Richard Edward Schermerhorn (October 29, 1927 – June 21, 1995) was an American politician from New York.

Life
He was born on October 29, 1927, in Albany, New York.  He was sent to a foster home when he was 3 months old, and later stated that if abortion had been legal at the time, he might never have been born.  He attended Ravena-Coeymans-Selkirk High School and Albany Military Academy and graduated M.B.A. from Bryant University.

Career
During World War II he served in the U.S. Army. He engaged in the insurance business, and entered politics as Republican.

In June 1970, he defeated the incumbent State Senator D. Clinton Dominick III in the Republican primary.  Dominick had voted for the 1970 abortion law, and Schermerhorn was a conservative anti-abortionist, who opposed abortion in all circumstances. Throughout his career, he was vocal about abortion and adoption.

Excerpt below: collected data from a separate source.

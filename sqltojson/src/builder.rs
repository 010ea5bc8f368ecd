//! Recursive materialization of one record's nested tree.

use futures::FutureExt;
use futures::future::BoxFuture;

use crate::error::EtlResult;
use crate::schema::{Params, SchemaId, SchemaTree};
use crate::source::Source;
use crate::types::{FieldType, Record, Value};

/// Builds `record` according to the schema node `id`.
///
/// Every nested query of the node is executed with the record's key fields as parameters, unless
/// its field is excluded. The returned rows are built recursively and attached under the nested
/// field name. Excluded fields are then removed and the types of the remaining fields are
/// registered on the node.
///
/// Any query failure aborts the build. The record may be partially filled at that point, so a
/// retry must start again from the original row.
pub fn build_record<'a, S>(
    source: &'a S,
    tree: &'a SchemaTree,
    id: SchemaId,
    record: &'a mut Record,
) -> BoxFuture<'a, EtlResult<()>>
where
    S: Source + Sync,
{
    async move {
        let node = tree.node(id);

        if !node.nested().is_empty() {
            let params = Params::from_record(record, node.key());

            for (name, child_id) in node.nested() {
                // An excluded nested field is neither queried nor mapped.
                if node.exclude().contains(name) {
                    continue;
                }

                let mut children = source
                    .fetch_all(tree.node(*child_id).query(), &params)
                    .await?;

                for child in children.iter_mut() {
                    build_record(source, tree, *child_id, child).await?;
                }

                record.insert(name.as_str(), Value::Nested(children));
                node.register_field(name, FieldType::Nested);
            }
        }

        for field in node.exclude() {
            record.remove(field);
        }

        node.infer_fields(record);

        Ok(())
    }
    .boxed()
}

He was a member of the New York State Senate from 1971 to 1988, sitting in the 179th, 180th, 181st, 182nd, 183rd, 184th, 185th, 186th and 187th New York State Legislatures.

Indictment and conviction
On July 29, 1987, federal prosecutors accused Schermerhorn of having taken a bribe in 1984 from Dominick Lofaro, an ex-mafioso-turned-informer. The facts were then re-evaluated, and the bribe became a campaign contributions from Lofaro which had not been listed by Schermerhorn in his election campaign financial statement. Therefore, on September 23, 1988, he was indicted by a federal grand jury for fraud. On November 2, 1988, he was also indicted for tax evasion. and obstruction of justice. In 1985, he had sold his interest in a hotel, and did not report the capital gain in his tax statement. On November 8, 1988, he was defeated for re-election by Democrat E. Arthur Gray.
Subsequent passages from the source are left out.